John Croft’s article ‘Composition is not Research’ threw down a gauntlet in its rejection of the possibility that compositional outputs can be measured as research in the same manner as more conventional outputs. Croft called for an end to the integration of composers into existing research structures of universities, and a return to the idea of ‘research equivalence’ instead.
This article has generated a good deal of discussion on blogs and social media since its appearance, some of which has been markedly hostile. The January 2016 issue of Tempo will feature two articles in response, one by composer Camden Reeves, the other by City Head of Performance Ian Pace, entitled ‘Composition and Performance can be, and often have been, Research’.
In this article, Pace provides an extended critique of Croft’s arguments, drawing upon wider debates on practice-as-research from beyond the musical field, arguing that Croft’s definitions of research are too narrow, that composition and performance frequently constitute research as much as any other types of outputs, and that the real issue is deriving equitable criteria for judging very different types of research outputs, though this is equally a problem between divergent types of written work.
Panellists
Christopher Fox (Professor of Composition at Brunel University and editor of Tempo)
Ian Pace (pianist and Head of Performance at City University)
Miguel Mera (composer and Head of the Department of Music at City University)
Annie Yim (pianist and DMA student at City University)
Christine Dysers (PhD student in Music at City University)
Camden Reeves (composer and Head of Music, University of Manchester)
Chair: Alexander Lingas (Reader in Music, City University)
Further Weblinks
Piers Hellawell, ‘Treating Composers as Researchers is Bonkers.’
Luk Vaes, ‘When Composition is not Research.’
Lawrence Dunn, ‘Squaring the damn composition-research circle.’
Martin Parker Dixon, ‘Composition can be research (some comments on John Croft’s recent article).’
David Pocknee, ‘Composition Is Not A Jaffa Cake, Research Is Not A Biscuit: A Riposte to John Croft.’
Lauren Redhead, ‘Is Composition Research?’
Nicholas Till, ‘Opus versus Output’
Huib Schippers, ‘The Marriage of Art and Academia: Challenges and Opportunities for Music Research in Practice-based Environments.’
Christopher Fox, ‘Music for a Dis-Uniting Kingdom?’ (Including some reflections on composition as research).
Ian Pace, ‘Musicological Observations 4: Can Commercial Music be Research?’ (distinct from the forthcoming Tempo article mentioned above)
And some earlier relevant articles more widely on practice and research:
Christopher Frayling, ‘Research in Art and Design.’
Linda Candy, ‘Practice Based Research: A Guide.’

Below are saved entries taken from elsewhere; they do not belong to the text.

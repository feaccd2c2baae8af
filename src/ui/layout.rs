//! Layout management and calculations

use crate::constants::{BORDER_ALLOWANCE, CELL_PADDING};
use ratatui::layout::{Constraint, Direction, Layout, Rect};

/// Width policy of one table column.
#[derive(Debug, Clone, Copy, PartialEq, Eq)]
pub enum ColumnWidth {
    /// Exact width in cells.
    Fixed(u16),
    /// Share of the flexible budget, by weight.
    Flex(u16),
    /// Kept in the row data, never drawn.
    Hidden,
}

#[derive(Debug, Clone, Copy, PartialEq, Eq)]
pub struct ColumnSpec {
    pub title: &'static str,
    pub width: ColumnWidth,
}

impl ColumnSpec {
    pub const fn fixed(title: &'static str, width: u16) -> Self {
        Self {
            title,
            width: ColumnWidth::Fixed(width),
        }
    }

    pub const fn flex(title: &'static str, weight: u16) -> Self {
        Self {
            title,
            width: ColumnWidth::Flex(weight),
        }
    }

    pub const fn hidden(title: &'static str) -> Self {
        Self {
            title,
            width: ColumnWidth::Hidden,
        }
    }

    pub fn is_visible(&self) -> bool {
        self.width != ColumnWidth::Hidden
    }
}

/// Manages layout calculations and constraints for the UI
pub struct LayoutManager;

impl LayoutManager {
    /// Split the screen into tab bar, body and help line
    #[must_use]
    pub fn main_layout(area: Rect) -> Vec<Rect> {
        Layout::default()
            .direction(Direction::Vertical)
            .constraints([Constraint::Length(1), Constraint::Min(0), Constraint::Length(1)])
            .split(area)
            .to_vec()
    }

    /// Header strip showing one pinned row above a body
    #[must_use]
    pub fn detail_layout(area: Rect) -> Vec<Rect> {
        Layout::default()
            .direction(Direction::Vertical)
            .constraints([Constraint::Length(4), Constraint::Length(1), Constraint::Min(0)])
            .split(area)
            .to_vec()
    }

    /// Input bar above a panel
    #[must_use]
    pub fn input_layout(area: Rect) -> Vec<Rect> {
        Layout::default()
            .direction(Direction::Vertical)
            .constraints([Constraint::Length(3), Constraint::Min(0)])
            .split(area)
            .to_vec()
    }

    /// Repositories, packages and versions side by side (1/4, 1/4, 2/4)
    #[must_use]
    pub fn three_panel_layout(area: Rect) -> Vec<Rect> {
        let quarter = area.width / 4;
        Layout::default()
            .direction(Direction::Horizontal)
            .constraints([
                Constraint::Length(quarter),
                Constraint::Length(quarter),
                Constraint::Length(area.width.saturating_sub(quarter * 2)),
            ])
            .split(area)
            .to_vec()
    }

    /// Distribute `total` cells among `columns`.
    ///
    /// The border allowance comes off first, then the fixed widths. Flex
    /// columns share what is left by weight minus their cell padding, and the
    /// last visible column absorbs the rounding so that
    /// `Σ(width + CELL_PADDING) + BORDER_ALLOWANCE == total`.
    /// Hidden columns get 0 and no padding.
    #[must_use]
    pub fn column_widths(total: u16, columns: &[ColumnSpec]) -> Vec<u16> {
        let target = i32::from(total) - i32::from(BORDER_ALLOWANCE);
        let padding = i32::from(CELL_PADDING);

        let fixed: i32 = columns
            .iter()
            .map(|c| match c.width {
                ColumnWidth::Fixed(w) => i32::from(w),
                _ => 0,
            })
            .sum();
        let total_weight: i32 = columns
            .iter()
            .map(|c| match c.width {
                ColumnWidth::Flex(weight) => i32::from(weight),
                _ => 0,
            })
            .sum();
        let budget = target - fixed;

        let mut widths: Vec<i32> = columns
            .iter()
            .map(|c| match c.width {
                ColumnWidth::Fixed(w) => i32::from(w),
                ColumnWidth::Flex(weight) if total_weight > 0 => {
                    (budget * i32::from(weight) / total_weight - padding).max(0)
                }
                ColumnWidth::Flex(_) | ColumnWidth::Hidden => 0,
            })
            .collect();

        let used: i32 = columns
            .iter()
            .zip(&widths)
            .filter(|(c, _)| c.is_visible())
            .map(|(_, w)| w + padding)
            .sum();

        let visible: Vec<usize> = (0..columns.len()).filter(|i| columns[*i].is_visible()).collect();
        if let Some((&last, rest)) = visible.split_last() {
            widths[last] += target - used;
            // Too narrow for the last column: shrink its neighbours right to left
            let mut deficit = (-widths[last]).max(0);
            widths[last] = widths[last].max(0);
            for &i in rest.iter().rev() {
                let taken = deficit.min(widths[i]);
                widths[i] -= taken;
                deficit -= taken;
            }
        }

        widths
            .into_iter()
            .map(|w| u16::try_from(w.max(0)).unwrap_or(u16::MAX))
            .collect()
    }

    /// Calculate a centered rectangle within the given area
    #[must_use]
    pub fn centered_rect(percent_x: u16, percent_y: u16, r: Rect) -> Rect {
        let popup_layout = Layout::default()
            .direction(Direction::Vertical)
            .constraints([
                Constraint::Percentage((100 - percent_y) / 2),
                Constraint::Percentage(percent_y),
                Constraint::Percentage((100 - percent_y) / 2),
            ])
            .split(r);

        Layout::default()
            .direction(Direction::Horizontal)
            .constraints([
                Constraint::Percentage((100 - percent_x) / 2),
                Constraint::Percentage(percent_x),
                Constraint::Percentage((100 - percent_x) / 2),
            ])
            .split(popup_layout[1])[1]
    }

    /// Calculate a centered rectangle with percentage width and fixed line height
    #[must_use]
    pub fn centered_rect_lines(percent_x: u16, height_lines: u16, r: Rect) -> Rect {
        let popup_layout = Layout::default()
            .direction(Direction::Vertical)
            .constraints([
                Constraint::Min(0),
                Constraint::Length(height_lines),
                Constraint::Min(0),
            ])
            .split(r);

        Layout::default()
            .direction(Direction::Horizontal)
            .constraints([
                Constraint::Percentage((100 - percent_x) / 2),
                Constraint::Percentage(percent_x),
                Constraint::Percentage((100 - percent_x) / 2),
            ])
            .split(popup_layout[1])[1]
    }
}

Joanne ‘Bob’ Whalley and Lee Miller, ‘Partly Cloudy, Chance of Rain: A Case Study’, in John Freeman (ed) Blood, Sweat and Theory: Research through Practice in Performance. (Middlesex University Press, London, 2010), pp. 218-232.
[ADDENDUM: A link to a response to this by Luk Vaes, and then my own response, can be found here]
Without wishing to respond in an overly simplistic way to this broad question, the first thought that occurs to me is that, whilst it might be argued that most composition and performance is not obviously undertaken for the sole or principal purpose of conducting research, there is no cause to separate them as though there can be no possible links between them; after all, which composer has never been influenced by or learnt from other composers past and present? and how would performance traditions ever develop without the input of research and its impact upon and participation by performers? Such compartmentalisation seems to me to be unrealistic.